Exercise brief =>
Return a copy of every line in the records that includes the word "impl".

Top of Available data

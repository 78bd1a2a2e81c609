//! Integration tests for the snapshot pipeline with mock providers.
//!
//! Tests:
//! 1. One record per ticker, in ticker-list order, whatever each ticker's outcome
//! 2. Bare Taiwan codes fall back from `.TW` to `.TWO`; an unavailable provider fails fast
//! 3. Institutional flow: TWSE-listed tickers only, one download per date
//! 4. Earnings lookups degrade to null
//! 5. History window and gate reach the records
//! 6. Synthetic source end to end, written to disk

use chrono::NaiveDate;
use parking_lot::Mutex;
use proptest::prelude::*;
use std::collections::HashMap;
use std::sync::atomic::{AtomicBool, AtomicUsize, Ordering};
use std::sync::Arc;
use twquote_core::data::{
    DataError, DataProvider, EarningsProvider, FetchResult, FlowProvider, FlowTable,
    InstitutionalFlow, Lookback,
};
use twquote_core::domain::{Bar, Currency};
use twquote_core::snapshot::{industry, FAILURE_MSG, NO_DATA_MSG};
use twquote_runner::{
    write_snapshot, FlowCache, PriceSource, RunSummary, SnapshotConfig, SnapshotRunner, Sources,
};

// ──────────────────────────────────────────────
// Mocks
// ──────────────────────────────────────────────

#[derive(Clone, Copy)]
enum Behaviour {
    Bars(usize),
    NotFound,
    Fail,
    Panic,
}

struct MockPrices {
    table: HashMap<String, Behaviour>,
    calls: Mutex<Vec<String>>,
    available: AtomicBool,
}

impl MockPrices {
    fn new(entries: &[(&str, Behaviour)]) -> Self {
        Self {
            table: entries.iter().map(|(s, b)| (s.to_string(), *b)).collect(),
            calls: Mutex::new(Vec::new()),
            available: AtomicBool::new(true),
        }
    }
}

fn linear_bars(n: usize) -> Vec<Bar> {
    let base = NaiveDate::from_ymd_opt(2024, 1, 1).unwrap();
    (0..n)
        .map(|i| {
            let c = 100.0 + i as f64;
            Bar::new(base + chrono::Duration::days(i as i64), c - 0.5, c + 1.0, c - 1.0, c, 5_000)
        })
        .collect()
}

impl DataProvider for MockPrices {
    fn name(&self) -> &str {
        "mock"
    }

    fn fetch(&self, symbol: &str, _lookback: &Lookback) -> Result<FetchResult, DataError> {
        self.calls.lock().push(symbol.to_string());
        match self.table.get(symbol).copied().unwrap_or(Behaviour::NotFound) {
            Behaviour::Bars(n) => {
                // Providers may hand back bars newest-first
                let mut bars = linear_bars(n);
                bars.reverse();
                Ok(FetchResult {
                    symbol: symbol.to_string(),
                    bars,
                })
            }
            Behaviour::NotFound => Err(DataError::SymbolNotFound {
                symbol: symbol.to_string(),
            }),
            Behaviour::Fail => Err(DataError::NetworkUnreachable("connection reset".into())),
            Behaviour::Panic => panic!("provider bug for {symbol}"),
        }
    }

    fn is_available(&self) -> bool {
        self.available.load(Ordering::SeqCst)
    }
}

struct MockEarnings;

impl EarningsProvider for MockEarnings {
    fn next_earnings(&self, symbol: &str) -> Result<Option<NaiveDate>, DataError> {
        match symbol {
            "NVDA" => Ok(NaiveDate::from_ymd_opt(2024, 5, 22)),
            "2330.TW" => Err(DataError::RateLimited {
                retry_after_secs: 60,
            }),
            _ => Ok(None),
        }
    }
}

struct MockFlows {
    calls: AtomicUsize,
}

impl FlowProvider for MockFlows {
    fn fetch_day(&self, _date: NaiveDate) -> Result<FlowTable, DataError> {
        self.calls.fetch_add(1, Ordering::SeqCst);
        Ok([
            (
                "2330".to_string(),
                InstitutionalFlow {
                    foreign_net: -5500,
                    trust_net: 1000,
                },
            ),
            (
                "NVDA".to_string(),
                InstitutionalFlow {
                    foreign_net: 1,
                    trust_net: 1,
                },
            ),
        ]
        .into_iter()
        .collect())
    }
}

// ──────────────────────────────────────────────
// Helpers
// ──────────────────────────────────────────────

fn standard_prices() -> MockPrices {
    MockPrices::new(&[
        ("2330.TW", Behaviour::Bars(70)),
        ("2317.TW", Behaviour::Bars(70)),
        ("NVDA", Behaviour::Bars(70)),
        ("6488.TWO", Behaviour::Bars(40)),
        ("BOOM", Behaviour::Fail),
        ("PANIC", Behaviour::Panic),
    ])
}

fn config() -> SnapshotConfig {
    SnapshotConfig {
        threads: Some(4),
        ..Default::default()
    }
}

fn tickers(list: &[&str]) -> Vec<String> {
    list.iter().map(|s| s.to_string()).collect()
}

// ──────────────────────────────────────────────
// 1. Ordering and isolation
// ──────────────────────────────────────────────

#[test]
fn every_ticker_gets_a_record_in_order() {
    let runner = SnapshotRunner::new(&config(), Sources::offline(Arc::new(standard_prices())));
    let list = tickers(&["2330", "NVDA", "9999", "BOOM", "PANIC", "6488"]);
    let snapshot = runner.run(&list).unwrap();

    let names: Vec<&str> = snapshot.records.iter().map(|r| r.name.as_str()).collect();
    assert_eq!(names, ["2330", "NVDA", "9999", "BOOM", "PANIC", "6488"]);
    assert_eq!(
        snapshot.summary,
        RunSummary {
            total: 6,
            ok: 3,
            no_data: 1,
            failed: 2,
        }
    );

    let no_data = &snapshot.records[2];
    assert!(no_data.error);
    assert_eq!(no_data.error_msg.as_deref(), Some(NO_DATA_MSG));
    assert_eq!(no_data.industry, industry::TAIWAN_LISTED);

    for failed in &snapshot.records[3..5] {
        assert!(failed.error);
        assert_eq!(failed.error_msg.as_deref(), Some(FAILURE_MSG));
        assert_eq!(failed.industry, industry::FAILED);
        assert_eq!(failed.id, failed.name);
        assert!(failed.history.is_empty());
    }
}

#[test]
fn panicking_provider_only_affects_its_ticker() {
    let runner = SnapshotRunner::new(&config(), Sources::offline(Arc::new(standard_prices())));
    let record = runner.run_ticker("PANIC");
    assert_eq!(record.error_msg.as_deref(), Some(FAILURE_MSG));
    assert!(!runner.run_ticker("NVDA").error);
}

// ──────────────────────────────────────────────
// 2. Candidate fallback
// ──────────────────────────────────────────────

#[test]
fn bare_code_falls_back_to_otc_board() {
    let prices = Arc::new(standard_prices());
    let runner = SnapshotRunner::new(&config(), Sources::offline(prices.clone()));
    let record = runner.run_ticker("6488");

    assert!(!record.error);
    assert_eq!(record.id, "6488");
    assert_eq!(record.currency, Currency::Twd);
    assert_eq!(*prices.calls.lock(), ["6488.TW", "6488.TWO"]);
}

#[test]
fn non_not_found_error_stops_candidate_search() {
    let prices = Arc::new(MockPrices::new(&[
        ("1234.TW", Behaviour::Fail),
        ("1234.TWO", Behaviour::Bars(70)),
    ]));
    let runner = SnapshotRunner::new(&config(), Sources::offline(prices.clone()));
    let record = runner.run_ticker("1234");
    assert_eq!(record.error_msg.as_deref(), Some(FAILURE_MSG));
    assert_eq!(*prices.calls.lock(), ["1234.TW"]);
}

#[test]
fn unavailable_provider_fails_every_ticker_without_requests() {
    let prices = Arc::new(standard_prices());
    prices.available.store(false, Ordering::SeqCst);
    let runner = SnapshotRunner::new(&config(), Sources::offline(prices.clone()));
    let snapshot = runner.run(&tickers(&["2330", "NVDA"])).unwrap();

    assert_eq!(snapshot.summary.failed, 2);
    assert!(snapshot
        .records
        .iter()
        .all(|r| r.error_msg.as_deref() == Some(FAILURE_MSG)));
    assert!(prices.calls.lock().is_empty());
}

// ──────────────────────────────────────────────
// 3. Institutional flow
// ──────────────────────────────────────────────

#[test]
fn flows_are_looked_up_for_taiwan_tickers_once_per_date() {
    let flows = Arc::new(MockFlows {
        calls: AtomicUsize::new(0),
    });
    let sources = Sources {
        prices: Arc::new(standard_prices()),
        earnings: None,
        flows: Some(FlowCache::new(flows.clone())),
    };
    let runner = SnapshotRunner::new(&config(), sources);
    let snapshot = runner.run(&tickers(&["2330", "2317", "NVDA", "2330.TW"])).unwrap();

    let tsmc = &snapshot.records[0];
    assert_eq!(tsmc.foreign_net, Some(-5500));
    assert_eq!(tsmc.trust_net, Some(1000));

    // Listed but absent from the table: unknown, not zero
    assert_eq!(snapshot.records[1].foreign_net, None);

    // International tickers never consult the exchange table
    assert_eq!(snapshot.records[2].foreign_net, None);

    assert_eq!(snapshot.records[3].foreign_net, Some(-5500));
    assert_eq!(flows.calls.load(Ordering::SeqCst), 1);
}

#[test]
fn otc_tickers_skip_the_listed_flow_table() {
    let flows = Arc::new(MockFlows {
        calls: AtomicUsize::new(0),
    });
    let sources = Sources {
        prices: Arc::new(standard_prices()),
        earnings: None,
        flows: Some(FlowCache::new(flows.clone())),
    };
    let runner = SnapshotRunner::new(&config(), sources);
    let record = runner.run_ticker("6488");

    assert!(!record.error);
    assert_eq!(record.foreign_net, None);
    assert_eq!(record.trust_net, None);
    assert_eq!(flows.calls.load(Ordering::SeqCst), 0);
}

// ──────────────────────────────────────────────
// 4. Earnings
// ──────────────────────────────────────────────

#[test]
fn earnings_failures_read_as_null() {
    let sources = Sources {
        prices: Arc::new(standard_prices()),
        earnings: Some(Arc::new(MockEarnings)),
        flows: None,
    };
    let runner = SnapshotRunner::new(&config(), sources);
    let snapshot = runner.run(&tickers(&["NVDA", "2330"])).unwrap();
    assert_eq!(snapshot.records[0].earnings_date, NaiveDate::from_ymd_opt(2024, 5, 22));
    assert_eq!(snapshot.records[1].earnings_date, None);
    assert!(!snapshot.records[1].error);
}

// ──────────────────────────────────────────────
// 5. History window and gate
// ──────────────────────────────────────────────

#[test]
fn records_follow_history_len_and_profile_gate() {
    let config = SnapshotConfig {
        history_len: 10,
        ..config()
    };
    let runner = SnapshotRunner::new(&config, Sources::offline(Arc::new(standard_prices())));
    let snapshot = runner.run(&tickers(&["NVDA", "6488"])).unwrap();

    let nvda = &snapshot.records[0];
    assert_eq!(nvda.history.len(), 10);
    // Newest first, despite the provider returning bars newest-first
    assert_eq!(nvda.history[0].date, NaiveDate::from_ymd_opt(2024, 3, 10).unwrap());
    assert_eq!(nvda.history[0].close, Some(169.0));
    assert_eq!(nvda.history[0].ma5, Some(167.0));
    assert!(nvda.history[0].rsi14.is_some());
    assert_eq!(nvda.change, Some(1.0));

    // 40 bars is below the extended gate: bars kept, indicators null
    let otc = &snapshot.records[1];
    assert!(!otc.error);
    assert_eq!(otc.history.len(), 10);
    assert!(otc.history.iter().all(|r| r.ma5.is_none() && r.k == 50.0 && r.d == 50.0));
}

// ──────────────────────────────────────────────
// 6. Synthetic end to end
// ──────────────────────────────────────────────

#[test]
fn synthetic_run_writes_snapshot() {
    let dir = tempfile::tempdir().unwrap();
    let end = NaiveDate::from_ymd_opt(2024, 3, 29).unwrap();
    let config = SnapshotConfig {
        output: dir.path().join("out").join("data.json"),
        ..config()
    };
    let sources = Sources::build(&PriceSource::Synthetic(end), &config).unwrap();
    let runner = SnapshotRunner::new(&config, sources);
    let snapshot = runner.run(&tickers(&["2330", "LMT", "NVDA"])).unwrap();
    assert_eq!(snapshot.summary.ok, 3);
    assert_eq!(snapshot.records[1].industry, industry::AEROSPACE_DEFENSE);
    assert_eq!(snapshot.records[0].currency, Currency::Twd);
    assert_eq!(snapshot.records[2].currency, Currency::Usd);
    assert!(snapshot.records.iter().all(|r| r.history.len() == 30));

    write_snapshot(&config.output, &snapshot.records).unwrap();
    let written: serde_json::Value =
        serde_json::from_str(&std::fs::read_to_string(&config.output).unwrap()).unwrap();
    assert_eq!(written.as_array().unwrap().len(), 3);
    assert_eq!(written[0]["code"], "2330");
    assert!(written[0]["history"][0]["k"].is_number());
}

// ──────────────────────────────────────────────
// Properties
// ──────────────────────────────────────────────

fn arb_ticker() -> impl Strategy<Value = String> {
    prop_oneof![
        Just("2330".to_string()),
        Just("NVDA".to_string()),
        Just("9999".to_string()),
        Just("BOOM".to_string()),
        Just("6488".to_string()),
    ]
}

proptest! {
    #![proptest_config(ProptestConfig::with_cases(32))]

    /// Output is a 1:1, order-preserving image of the ticker list.
    #[test]
    fn output_order_matches_input(list in prop::collection::vec(arb_ticker(), 0..12)) {
        let runner = SnapshotRunner::new(&config(), Sources::offline(Arc::new(standard_prices())));
        let snapshot = runner.run(&list).unwrap();
        let names: Vec<String> = snapshot.records.iter().map(|r| r.name.clone()).collect();
        prop_assert_eq!(names, list);
    }
}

Bottom of Available data

Output for this exercise =>
impl MockPrices {
impl DataProvider for MockPrices {
impl EarningsProvider for MockEarnings {
impl FlowProvider for MockFlows {
fn arb_ticker() -> impl Strategy<Value = String> {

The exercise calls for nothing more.